Here lies the most challenging and potentially fulfilling aspect of interdisciplinary work: how do we convince someone whose expertise lies in another box that what excites us is valuable? Yet while the languages we speak may differ wildly — in mathematical oncology, common backgrounds include computer science, clinical cancer research, mathematics, medicine, evolutionary biology, ecology, physics, bioinformatics and many other fields — we come together with similar goals, such as better understanding cancer evolution and how mathematical modelling can help improve its treatment. To me, this might mean investigating a particular mathematical distribution of information contained in the DNA of a tumour; to someone who works directly with clinicians who need to make daily decisions that deal with the very state of a patient’s life, this might mean something completely different.
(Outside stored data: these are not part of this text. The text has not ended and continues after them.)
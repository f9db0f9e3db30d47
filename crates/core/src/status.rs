//! Persisted lifecycle status codes for articles and comments.
//!
//! The numeric codes are what the persistence layer stores; they are fixed
//! and must not be renumbered. `from_code` resolvers return `None` for
//! unknown codes so a corrupted row surfaces as an error instead of a bogus
//! state.

use serde::{Deserialize, Serialize};

// ---------------------------------------------------------------------------
// ArticleStatus
// ---------------------------------------------------------------------------

/// Article lifecycle stage.
///
/// Code 1 is reserved (an under-review stage that was planned and never
/// shipped); `from_code(1)` resolves to `None`.
#[repr(i16)]
#[derive(Debug, Clone, Copy, PartialEq, Eq, Serialize, Deserialize)]
pub enum ArticleStatus {
    /// Initial stage, visible to the author only.
    Draft = 0,
    /// Publicly visible and listed.
    Published = 2,
    /// Hidden from listings, still reachable by direct link.
    Archived = 3,
}

impl ArticleStatus {
    /// Resolve a persisted status code to the enum variant.
    pub fn from_code(code: i16) -> Option<Self> {
        match code {
            0 => Some(Self::Draft),
            2 => Some(Self::Published),
            3 => Some(Self::Archived),
            _ => None,
        }
    }

    /// The persisted status code.
    pub fn code(&self) -> i16 {
        *self as i16
    }

    /// Human-readable label.
    pub fn label(&self) -> &'static str {
        match self {
            Self::Draft => "Draft",
            Self::Published => "Published",
            Self::Archived => "Archived",
        }
    }

    /// Whether the article is reachable by readers other than the author.
    pub fn is_public(&self) -> bool {
        matches!(self, Self::Published | Self::Archived)
    }
}

// ---------------------------------------------------------------------------
// CommentStatus
// ---------------------------------------------------------------------------

/// Comment lifecycle stage.
#[repr(i16)]
#[derive(Debug, Clone, Copy, PartialEq, Eq, Serialize, Deserialize)]
pub enum CommentStatus {
    /// Initial stage for every new comment, awaiting moderation.
    Pending = 0,
    /// Moderation passed, visible to readers.
    Approved = 1,
    /// Moderation failed. Terminal.
    Rejected = 2,
    /// Removed by its author. Terminal.
    UserDeleted = 3,
    /// Removed by a moderator. Terminal.
    AdminDeleted = 4,
}

impl CommentStatus {
    /// Resolve a persisted status code to the enum variant.
    pub fn from_code(code: i16) -> Option<Self> {
        match code {
            0 => Some(Self::Pending),
            1 => Some(Self::Approved),
            2 => Some(Self::Rejected),
            3 => Some(Self::UserDeleted),
            4 => Some(Self::AdminDeleted),
            _ => None,
        }
    }

    /// The persisted status code.
    pub fn code(&self) -> i16 {
        *self as i16
    }

    /// Human-readable label.
    pub fn label(&self) -> &'static str {
        match self {
            Self::Pending => "Pending",
            Self::Approved => "Approved",
            Self::Rejected => "Rejected",
            Self::UserDeleted => "Deleted by user",
            Self::AdminDeleted => "Deleted by moderator",
        }
    }

    /// Whether the comment appears to readers.
    pub fn is_visible(&self) -> bool {
        matches!(self, Self::Approved)
    }

    /// Whether the comment was soft-deleted (by either party).
    pub fn is_deleted(&self) -> bool {
        matches!(self, Self::UserDeleted | Self::AdminDeleted)
    }
}

// ---------------------------------------------------------------------------
// Tests
// ---------------------------------------------------------------------------
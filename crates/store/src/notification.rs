//! User notifications created by side-effect handlers.

use async_trait::async_trait;
use quill_core::types::{DbId, Timestamp};
use serde::Serialize;

use crate::error::StoreError;

/// What a notification is about.
#[derive(Debug, Clone, Copy, PartialEq, Eq, Serialize)]
pub enum NotificationKind {
    /// Someone replied to the user's comment.
    CommentReply,
    /// The user was @-mentioned in a comment.
    Mention,
    /// The user's own comment passed moderation.
    CommentApproved,
}

/// One notification row.
///
/// There is deliberately no uniqueness over `(user_id, source_id)`:
/// duplicate replies produce duplicate notifications.
#[derive(Debug, Clone, Serialize)]
pub struct Notification {
    pub id: DbId,
    pub user_id: DbId,
    pub kind: NotificationKind,
    /// Id of the triggering entity (a comment, for every current kind).
    pub source_id: DbId,
    pub is_read: bool,
    pub created_at: Timestamp,
}

/// Notification persistence collaborator. Fire-and-forget from the
/// handlers' perspective.
#[async_trait]
pub trait NotificationStore: Send + Sync {
    /// Create a notification for a user.
    async fn create(
        &self,
        user_id: DbId,
        kind: NotificationKind,
        source_id: DbId,
    ) -> Result<DbId, StoreError>;

    /// List a user's notifications, newest first.
    async fn list_for_user(&self, user_id: DbId) -> Result<Vec<Notification>, StoreError>;
}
“Single-cell sequencing data can give us access to these mutational burden distributions,” I later say with enthusiasm, “and while this is still theoretical, something that’s always in the back of my mind is data.” In my project, I’m hoping build up mathematical understanding of information that is only recently technologically reasonable to ask (politely) from experimenters and clinicians; and referencing applications of one’s work is the best safeguard against the ever-looming question from the back of any seminar room: “Why should I care?”
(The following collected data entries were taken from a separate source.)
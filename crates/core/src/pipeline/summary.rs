//! Plain-text summary extraction.
//!
//! Strips markdown markers from the working content, collapses whitespace,
//! and truncates to a character budget. Truncation prefers the last
//! sentence boundary inside the budget, provided it does not fall so early
//! that the summary would be mostly empty; otherwise the text is cut hard
//! and ellipsized.

use regex::Regex;

use crate::pipeline::{ContentStage, ProcessContext};

/// Character budget for extracted summaries.
const MAX_SUMMARY_CHARS: usize = 200;

/// A sentence boundary earlier than this position is ignored; the text is
/// ellipsis-truncated instead.
const BOUNDARY_FLOOR: usize = 100;

/// Characters treated as sentence boundaries (ASCII and fullwidth).
const SENTENCE_BOUNDARIES: &[char] = &['.', '!', '?', '。', '！', '？'];

/// Extracts a plain-text summary from the working markdown.
pub struct SummaryStage {
    code_block: Regex,
    image: Regex,
    link: Regex,
    heading: Regex,
    bold: Regex,
    italic: Regex,
    inline_code: Regex,
    whitespace: Regex,
    max_chars: usize,
    boundary_floor: usize,
}

impl SummaryStage {
    pub fn new(max_chars: usize, boundary_floor: usize) -> Self {
        Self {
            code_block: Regex::new(r"(?s)```.*?```").expect("code-block pattern is valid"),
            image: Regex::new(r"!\[[^\]]*\]\([^)]*\)").expect("image pattern is valid"),
            link: Regex::new(r"\[([^\]]+)\]\([^)]*\)").expect("link pattern is valid"),
            heading: Regex::new(r"(?m)^#{1,6}\s+").expect("heading pattern is valid"),
            bold: Regex::new(r"\*\*(.+?)\*\*").expect("bold pattern is valid"),
            italic: Regex::new(r"\*(.+?)\*").expect("italic pattern is valid"),
            inline_code: Regex::new(r"`(.+?)`").expect("inline-code pattern is valid"),
            whitespace: Regex::new(r"\s+").expect("whitespace pattern is valid"),
            max_chars,
            boundary_floor,
        }
    }

    /// Reduce markdown to a single line of plain text.
    fn plain_text(&self, markdown: &str) -> String {
        let text = self.code_block.replace_all(markdown, "");
        let text = self.image.replace_all(&text, "");
        let text = self.link.replace_all(&text, "$1");
        let text = self.heading.replace_all(&text, "");
        let text = self.bold.replace_all(&text, "$1");
        let text = self.italic.replace_all(&text, "$1");
        let text = self.inline_code.replace_all(&text, "$1");
        self.whitespace.replace_all(&text, " ").trim().to_string()
    }

    /// Truncate to the character budget, preferring sentence boundaries.
    ///
    /// Counts characters, not bytes, so multi-byte text never splits
    /// mid-character.
    fn truncate(&self, text: &str) -> String {
        let chars: Vec<char> = text.chars().collect();
        if chars.len() <= self.max_chars {
            return text.to_string();
        }

        let window = &chars[..self.max_chars];
        let boundary = window
            .iter()
            .rposition(|c| SENTENCE_BOUNDARIES.contains(c));

        match boundary {
            Some(idx) if idx > self.boundary_floor => window[..=idx].iter().collect(),
            _ => {
                let mut cut: String = window.iter().collect();
                cut.push_str("...");
                cut
            }
        }
    }
}

impl Default for SummaryStage {
    fn default() -> Self {
        Self::new(MAX_SUMMARY_CHARS, BOUNDARY_FLOOR)
    }
}

impl ContentStage for SummaryStage {
    fn name(&self) -> &'static str {
        "summary"
    }

    fn apply(&self, ctx: &mut ProcessContext) -> Result<(), String> {
        if ctx.working.is_empty() {
            ctx.summary = Some(String::new());
            return Ok(());
        }

        let summary = self.truncate(&self.plain_text(&ctx.working));
        tracing::debug!(summary_len = summary.chars().count(), "Extracted summary");
        ctx.summary = Some(summary);
        Ok(())
    }
}

// ---------------------------------------------------------------------------
// Tests
// ---------------------------------------------------------------------------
Being able to pitch one’s research goes beyond colloquia and conferences. Often, as an adult human, you’re asked what you do for work. You need to determine: am I a scientist? a mathematician? a cancer researcher? Each of them is true, yet none of them tell the whole story.


As an interdisciplinarian, the hat I choose to wear — or am forced to! — is spectator-dependent: when I sit amongst the algebraists and topologists of Queen Mary’s mathematics department, I am most certainly the closest thing to a biologist in the room. During my one day a week at Bart’s Cancer Institute, surrounded by people whose work does not exclusively occur on their computers, I feel very much like a mathematician (and I’m grateful for the exposure that this weekly safari-like excursion provides to the unfamiliar wilderness that is biology). Here at the IMO, the department seems to have been built for people like Alex and me, yet there’s still diversity in the interests and expertise of the researchers, attesting both to the hyper-specific nature of science, but also to the frequent irrelevance and perpetual inaccuracy of labels.
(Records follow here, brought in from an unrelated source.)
//! `@username` extraction from comment content.
//!
//! A mention is `@` followed by 3 to 20 word characters, not immediately
//! followed by another word character or `@` (so over-long handles and
//! `@a@b` chains do not produce partial matches). Extraction is purely
//! textual; resolving names to user ids is the caller's job.

use regex::Regex;

/// Extracts mentioned usernames from text.
pub struct MentionParser {
    pattern: Regex,
}

impl MentionParser {
    pub fn new() -> Self {
        Self {
            pattern: Regex::new(r"@(\w{3,20})").expect("mention pattern is valid"),
        }
    }

    /// Return mentioned usernames, deduplicated, in first-seen order.
    pub fn extract(&self, content: &str) -> Vec<String> {
        let mut seen = Vec::new();
        for caps in self.pattern.captures_iter(content) {
            let whole = caps.get(0).expect("group 0 always present");

            // The regex crate has no lookahead; check the tail boundary
            // by hand. A following word character means the handle was
            // longer than allowed; a following `@` is not a mention.
            let tail = content[whole.end()..].chars().next();
            if matches!(tail, Some(c) if c.is_alphanumeric() || c == '_' || c == '@') {
                continue;
            }

            let name = caps[1].to_string();
            if !seen.contains(&name) {
                seen.push(name);
            }
        }
        seen
    }
}

impl Default for MentionParser {
    fn default() -> Self {
        Self::new()
    }
}

// ---------------------------------------------------------------------------
// Tests
// ---------------------------------------------------------------------------
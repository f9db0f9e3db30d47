//! Markdown-to-HTML rendering via pulldown-cmark.

use pulldown_cmark::{html, Options, Parser};

use crate::pipeline::{ContentStage, ProcessContext};

/// Renders the working markdown into HTML.
///
/// Runs after the sanitizer, so the input contains no raw HTML; entity
/// references the sanitizer introduced pass through as escaped text.
pub struct RenderStage;

impl ContentStage for RenderStage {
    fn name(&self) -> &'static str {
        "render"
    }

    fn apply(&self, ctx: &mut ProcessContext) -> Result<(), String> {
        let mut options = Options::empty();
        options.insert(Options::ENABLE_TABLES);
        options.insert(Options::ENABLE_STRIKETHROUGH);
        options.insert(Options::ENABLE_FOOTNOTES);

        let parser = Parser::new_ext(&ctx.working, options);
        let mut rendered = String::with_capacity(ctx.working.len() * 3 / 2);
        html::push_html(&mut rendered, parser);

        tracing::debug!(html_len = rendered.len(), "Rendered markdown");
        ctx.rendered_html = Some(rendered);
        Ok(())
    }
}

// ---------------------------------------------------------------------------
// Tests
// ---------------------------------------------------------------------------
“Now, for the last few minutes, I’ve written down some ideas for how I’d like to spend my stay here.” I show my penultimate slide, which is populated by half-baked ideas and buzzwords. “Please come talk to me any time time before the end of March! And thanks for having us.” After a minute, I flick to my acknowledgements, which shows many names and smiling faces — colleagues, supervisors and friends. If I could gain a single thing from my time in Florida, it would be another person on that final slide.



I’m grateful to EvoGamesPlus for the opportunity to leave my comfort zone far behind, move continents, meet researchers and explore new perspectives. Long gone is the cosiness of abstract mathematics, where a mere slap on the wrist awaits the fatal mistake of accidental division by zero; in deciding to pursue a PhD in applied mathematics, I chose to face the complexities of biology, the murky greyness of interdisciplinary science. “You need to be OK with how ugly the math will get,” my supervisor Weini Huang warned me during the interview for this job, “it may be tough for you at first.”


She was right. But a year and a half in, presenting my research on the other side of the world to a slew of scholars whose names I recognise from having read many of their papers, I’m proud of my choice to apply my mathematical training and knowledge to problems faced by actual people. Parking my bike next to the entrance to Moffitt, with blue-uniformed nurses bustling past on their way to monitor and treat cancer patients, I feel closer to the world to which I hope my research will contribute — and fortunate to be in daily wintertime sunshine.